🤖 AI Summary
This work addresses the challenge of aligning user intent with the dynamically evolving semantics of vast tool sets in open-world scenarios, where existing methods suffer from limited generalization and suboptimal tool retrieval and execution performance. To overcome these limitations, we propose ToolOmni, a unified agent framework that endows large language models with open-world tool-use capabilities through a closed-loop reasoning process integrating active retrieval and embodied execution. We innovatively construct a cold-start multi-turn interaction dataset and introduce a decoupled multi-objective GRPO algorithm to jointly optimize retrieval accuracy and execution effectiveness in an online manner. Experimental results demonstrate that ToolOmni achieves state-of-the-art performance, surpassing strong baselines by 10.8% in end-to-end execution success rate.
📝 Abstract
Large Language Models (LLMs) enhance their problem-solving capability by utilizing external tools. However, in open-world scenarios with massive and evolving tool repositories, existing methods relying on static embedding retrieval or parameter memorization of tools struggle to align user intent with tool semantics or generalize to unseen tools, respectively, leading to suboptimal accuracy of open-world tool retrieval and execution. To address these, we present ToolOmni, a unified agentic framework that enables LLMs for open-world tool use by proactive retrieval and grounded execution within a reasoning loop. First, we construct a cold-start multi-turn interaction dataset to instill foundational agentic capabilities via Supervised Fine-Tuning (SFT).

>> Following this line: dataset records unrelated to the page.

//! Vector stack instructions.
//!
//! Vectors are search points: fixed-length float arrays whose length is the
//! interpreter's configured dimensionality. Binary instructions take the
//! second item as their left operand and the top item as their right one.

use rand::Rng;

use super::instruction::VectorOp;
use super::interpreter::{Interpreter, SwarmView};
use super::program::{Atom, Code};
use crate::types::{clamp_float, clamp_float_or, Point};

impl Interpreter {
    pub(super) fn vector_op(&mut self, op: VectorOp, swarm: &dyn SwarmView) {
        match op {
            VectorOp::GetComponent => self.vector_get(),
            VectorOp::SetComponent => self.vector_set(),
            VectorOp::FromFloats => self.vector_from_floats(),
            VectorOp::ToFloats => self.vector_to_floats(),
            VectorOp::Rand => {
                let (min, max) = self.float_range;
                let v = self.random_vector(min, max);
                self.stacks.vector.push(v);
            }
            VectorOp::RandWithLimits => {
                let (lower, upper) = self.vector_limits;
                let v = self.random_vector(lower, upper);
                self.stacks.vector.push(v);
            }
            VectorOp::RandWithWidth => {
                let Some(width) = self.stacks.float.pop() else {
                    return;
                };
                let v: Point = (0..self.dimensions)
                    .map(|_| clamp_float(self.rng.gen::<f32>() * 2.0 * width - width))
                    .collect();
                self.stacks.vector.push(v);
            }
            VectorOp::UnitRand => {
                let (min, max) = self.float_range;
                let v = self.random_vector(min, max);
                let magnitude = v.iter().map(|x| f64::from(*x) * f64::from(*x)).sum::<f64>().sqrt();
                let unit = v.iter().map(|x| clamp_float((f64::from(*x) / magnitude) as f32)).collect();
                self.stacks.vector.push(unit);
            }
            VectorOp::Add => self.binary_vector(|a, b| a + b),
            VectorOp::Sub => self.binary_vector(|a, b| a - b),
            VectorOp::Mul => self.binary_vector(|a, b| a * b),
            VectorOp::Div => self.binary_vector(|a, b| a / b),
            VectorOp::AddScalar => self.vector_scalar(|a, s| a + s),
            VectorOp::SubScalar => self.vector_scalar(|a, s| a - s),
            VectorOp::MulScalar => self.vector_scalar(|a, s| a * s),
            VectorOp::DivScalar => self.vector_scalar(|a, s| a / s),
            VectorOp::Dot => {
                let (Some(a), Some(b)) = (self.stacks.vector.pop(), self.stacks.vector.pop()) else {
                    return;
                };
                let dot: f32 = b.iter().zip(&a).map(|(x, y)| x * y).sum();
                self.stacks.float.push(clamp_float(dot));
            }
            VectorOp::Magnitude => {
                let Some(v) = self.stacks.vector.pop() else {
                    return;
                };
                self.stacks.float.push(magnitude(&v));
            }
            VectorOp::DimAdd => self.dimension_op(|x, c| x + c),
            VectorOp::DimMul => self.dimension_op(|x, c| x * c),
            VectorOp::Zip => self.higher_order(true, swarm),
            VectorOp::Apply => self.higher_order(false, swarm),
            VectorOp::Between => self.vector_between(),
            VectorOp::Best => self.swarm_position(true, swarm),
            VectorOp::Current => self.swarm_position(false, swarm),
        }
    }

    fn random_vector(&mut self, lower: f32, upper: f32) -> Point {
        let range = upper - lower;
        (0..self.dimensions)
            .map(|_| clamp_float(self.rng.gen::<f32>() * range + lower))
            .collect()
    }

    /// Peek the top vector and push the component picked by the int stack.
    fn vector_get(&mut self) {
        let Some(index) = self.stacks.int.pop() else {
            return;
        };
        let Some(v) = self.stacks.vector.top() else {
            return;
        };
        if v.is_empty() {
            return;
        }
        let dim = index.rem_euclid(v.len() as i32) as usize;
        let value = v[dim];
        self.stacks.float.push(value);
    }

    fn vector_set(&mut self) {
        let (Some(mut v), Some(index), Some(value)) = (
            self.stacks.vector.pop(),
            self.stacks.int.pop(),
            self.stacks.float.pop(),
        ) else {
            return;
        };
        if !v.is_empty() {
            let dim = index.rem_euclid(v.len() as i32) as usize;
            v[dim] = value;
        }
        self.stacks.vector.push(v);
    }

    /// Drain one float per dimension; the deepest float becomes component 0.
    fn vector_from_floats(&mut self) {
        if !self.stacks.float.has(self.dimensions) {
            return;
        }
        let mut v = vec![0.0; self.dimensions];
        for slot in v.iter_mut().rev() {
            if let Some(value) = self.stacks.float.pop() {
                *slot = value;
            }
        }
        self.stacks.vector.push(v);
    }

    fn vector_to_floats(&mut self) {
        if let Some(v) = self.stacks.vector.pop() {
            for value in v {
                self.stacks.float.push(value);
            }
        }
    }

    fn binary_vector(&mut self, f: impl Fn(f32, f32) -> f32) {
        let (Some(a), Some(b)) = (self.stacks.vector.pop(), self.stacks.vector.pop()) else {
            return;
        };
        let result = b.iter().zip(&a).map(|(x, y)| clamp_float(f(*x, *y))).collect();
        self.stacks.vector.push(result);
    }

    fn vector_scalar(&mut self, f: impl Fn(f32, f32) -> f32) {
        let (Some(v), Some(s)) = (self.stacks.vector.pop(), self.stacks.float.pop()) else {
            return;
        };
        let result = v.iter().map(|x| clamp_float(f(*x, s))).collect();
        self.stacks.vector.push(result);
    }

    /// Adjust one component of a copy of the top vector. The original stays
    /// on the stack underneath.
    fn dimension_op(&mut self, f: impl Fn(f32, f32) -> f32) {
        let Some(mut v) = self.stacks.vector.top().cloned() else {
            return;
        };
        let (Some(c), Some(index)) = (self.stacks.float.pop(), self.stacks.int.pop()) else {
            return;
        };
        if !v.is_empty() {
            let dim = (index.unsigned_abs() as usize) % v.len();
            v[dim] = clamp_float(f(v[dim], c));
        }
        self.stacks.vector.push(v);
    }

    /// Linear blend from the second vector towards the top one.
    fn vector_between(&mut self) {
        let (Some(v2), Some(v1), Some(f)) = (
            self.stacks.vector.pop(),
            self.stacks.vector.pop(),
            self.stacks.float.pop(),
        ) else {
            return;
        };
        let result = v1
            .iter()
            .zip(&v2)
            .map(|(a, b)| clamp_float_or(a + f * (b - a), *a))
            .collect();
        self.stacks.vector.push(result);
    }

    /// `vector.zip` / `vector.apply`: run the next exec item once per
    /// component, on fresh exec and code stacks.
    fn higher_order(&mut self, pairwise: bool, swarm: &dyn SwarmView) {
        if self.nesting >= self.max_nesting {
            return;
        }
        let (first, second) = if pairwise {
            let (Some(v1), Some(v2)) = (self.stacks.vector.pop(), self.stacks.vector.pop()) else {
                return;
            };
            (v1, Some(v2))
        } else {
            let Some(v1) = self.stacks.vector.pop() else {
                return;
            };
            (v1, None)
        };
        let Some(body) = self.stacks.exec.pop() else {
            return;
        };

        let saved_exec = std::mem::take(&mut self.stacks.exec);
        let saved_code = std::mem::take(&mut self.stacks.code);
        self.nesting += 1;

        let mut result = vec![0.0; first.len()];
        for (i, slot) in result.iter_mut().enumerate() {
            self.stacks.float.push(first[i]);
            if let Some(second) = &second {
                if let Some(value) = second.get(i) {
                    self.stacks.float.push(*value);
                }
            }
            match &body {
                Code::List(_) => {
                    let limit = self.nested_limit;
                    self.execute_code(body.clone(), limit, swarm);
                }
                Code::Atom(Atom::Instruction(instruction)) => {
                    self.execute_instruction(*instruction, swarm);
                }
                Code::Atom(_) => {}
            }
            if let Some(value) = self.stacks.float.pop() {
                *slot = value;
            }
            self.stacks.exec.clear();
            self.stacks.code.clear();
        }

        self.nesting -= 1;
        self.stacks.exec = saved_exec;
        self.stacks.code = saved_code;
        self.stacks.vector.push(result);
    }

    /// Push a copy of a member's personal best or current point. The member
    /// index comes from the int stack; a missing or negative index means the
    /// member currently executing.
    fn swarm_position(&mut self, personal_best: bool, swarm: &dyn SwarmView) {
        let size = swarm.swarm_size();
        if size == 0 {
            return;
        }
        let member = match self.stacks.int.pop() {
            Some(i) if i >= 0 => i as usize % size,
            _ => self.current % size,
        };
        if let Some(point) = swarm.position(member, personal_best) {
            self.stacks.vector.push(point.to_vec());
        }
    }
}

/// Euclidean length, accumulated in double precision.
pub fn magnitude(v: &[f32]) -> f32 {
    let sum: f64 = v.iter().map(|x| f64::from(*x) * f64::from(*x)).sum();
    clamp_float(sum.sqrt() as f32)
}
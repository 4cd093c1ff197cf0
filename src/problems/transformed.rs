use rand::Rng;

use super::Problem;

/// A problem whose coordinates are randomly scaled, translated and
/// reflected, so evolved optimisers cannot rely on where the optimum lies.
#[derive(Debug, Clone)]
pub struct TransformedProblem<P> {
    inner: P,
    scales: Vec<f32>,
    offsets: Vec<f32>,
    flips: Vec<bool>,
    lower: Vec<f32>,
    upper: Vec<f32>,
}

/// The random parameters of a [`TransformedProblem`], for logging.
#[derive(Debug, Clone, PartialEq)]
pub struct Transform {
    pub scales: Vec<f32>,
    pub offsets: Vec<f32>,
    pub flips: Vec<bool>,
}

impl<P: Problem> TransformedProblem<P> {
    /// Offsets are drawn as fractions of each dimension's range.
    pub fn new<R: Rng>(inner: P, rng: &mut R, scale: (f32, f32), translate: (f32, f32)) -> Self {
        let dims = inner.dimensionality();
        let scales: Vec<f32> = (0..dims)
            .map(|_| rng.gen::<f32>() * (scale.1 - scale.0) + scale.0)
            .collect();
        let offsets: Vec<f32> = (0..dims)
            .map(|i| {
                let range = inner.upper_bound(i) - inner.lower_bound(i);
                rng.gen::<f32>() * (translate.1 - translate.0) * range + translate.0 * range
            })
            .collect();
        let flips: Vec<bool> = (0..dims).map(|_| rng.gen_bool(0.5)).collect();
        Self::with_transform(
            inner,
            Transform {
                scales,
                offsets,
                flips,
            },
        )
    }

    pub fn with_transform(inner: P, transform: Transform) -> Self {
        let dims = inner.dimensionality();
        let lower = (0..dims)
            .map(|i| inner.lower_bound(i) * transform.scales[i] + transform.offsets[i])
            .collect();
        let upper = (0..dims)
            .map(|i| inner.upper_bound(i) * transform.scales[i] + transform.offsets[i])
            .collect();
        Self {
            inner,
            scales: transform.scales,
            offsets: transform.offsets,
            flips: transform.flips,
            lower,
            upper,
        }
    }

    pub fn describe(&self) -> Transform {
        Transform {
            scales: self.scales.clone(),
            offsets: self.offsets.clone(),
            flips: self.flips.clone(),
        }
    }

    /// Map a point in this problem's space back into the inner problem's.
    pub fn to_inner(&self, point: &[f32]) -> Vec<f32> {
        point
            .iter()
            .enumerate()
            .map(|(i, x)| {
                let mapped = (x - self.offsets[i]) / self.scales[i];
                if self.flips[i] {
                    self.inner.lower_bound(i) + self.inner.upper_bound(i) - mapped
                } else {
                    mapped
                }
            })
            .collect()
    }
}

impl<P: Problem> Problem for TransformedProblem<P> {
    fn name(&self) -> &str {
        self.inner.name()
    }

    fn dimensionality(&self) -> usize {
        self.inner.dimensionality()
    }

    fn lower_bound(&self, dim: usize) -> f32 {
        self.lower[dim]
    }

    fn upper_bound(&self, dim: usize) -> f32 {
        self.upper[dim]
    }

    fn error(&self, point: &[f32]) -> f32 {
        self.inner.error(&self.to_inner(point))
    }
}

#[cfg(test)]
mod tests {
    use super::*;
    use crate::problems::{AnalyticFunction, AnalyticProblem};
    use rand::rngs::StdRng;
    use rand::SeedableRng;

    #[test]
    fn test_bounds_follow_scale_and_offset() {
        let inner = AnalyticProblem::new(AnalyticFunction::Rastrigin, 2);
        let problem = TransformedProblem::with_transform(
            inner,
            Transform {
                scales: vec![2.0, 0.5],
                offsets: vec![1.0, -1.0],
                flips: vec![false, false],
            },
        );
        assert_eq!((problem.lower_bound(0), problem.upper_bound(0)), (-9.0, 11.0));
        assert_eq!((problem.lower_bound(1), problem.upper_bound(1)), (-3.5, 1.5));
        // the optimum moves with the offset
        assert_eq!(problem.error(&[1.0, -1.0]), 0.0);
    }

    #[test]
    fn test_flip_reflects_within_inner_bounds() {
        let inner = AnalyticProblem::new(AnalyticFunction::Sphere, 1);
        let problem = TransformedProblem::with_transform(
            inner,
            Transform {
                scales: vec![1.0],
                offsets: vec![0.0],
                flips: vec![true],
            },
        );
        assert_eq!(problem.to_inner(&[30.0]), vec![-30.0]);
    }

    #[test]
    fn test_random_transform_within_ranges() {
        let mut rng = StdRng::seed_from_u64(3);
        let inner = AnalyticProblem::new(AnalyticFunction::Sphere, 5);
        let problem = TransformedProblem::new(inner, &mut rng, (0.5, 2.0), (-0.5, 0.5));
        let t = problem.describe();
        assert!(t.scales.iter().all(|s| (0.5..=2.0).contains(s)));
        assert!(t.offsets.iter().all(|o| (-100.0..=100.0).contains(o)));
        for i in 0..5 {
            assert!(problem.lower_bound(i) < problem.upper_bound(i));
        }
    }
}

Then, we introduce open-world tool learning based on a Decoupled Multi-Objective GRPO algorithm, which simultaneously optimizes LLMs for both tool retrieval accuracy and execution efficacy in online environments. Extensive experiments demonstrate that ToolOmni achieves state-of-the-art performance both in retrieval and execution, surpassing strong baselines by a significant margin of +10.8% in end-to-end execution success rate, while exhibiting exceptional robustness and generalization capabilities.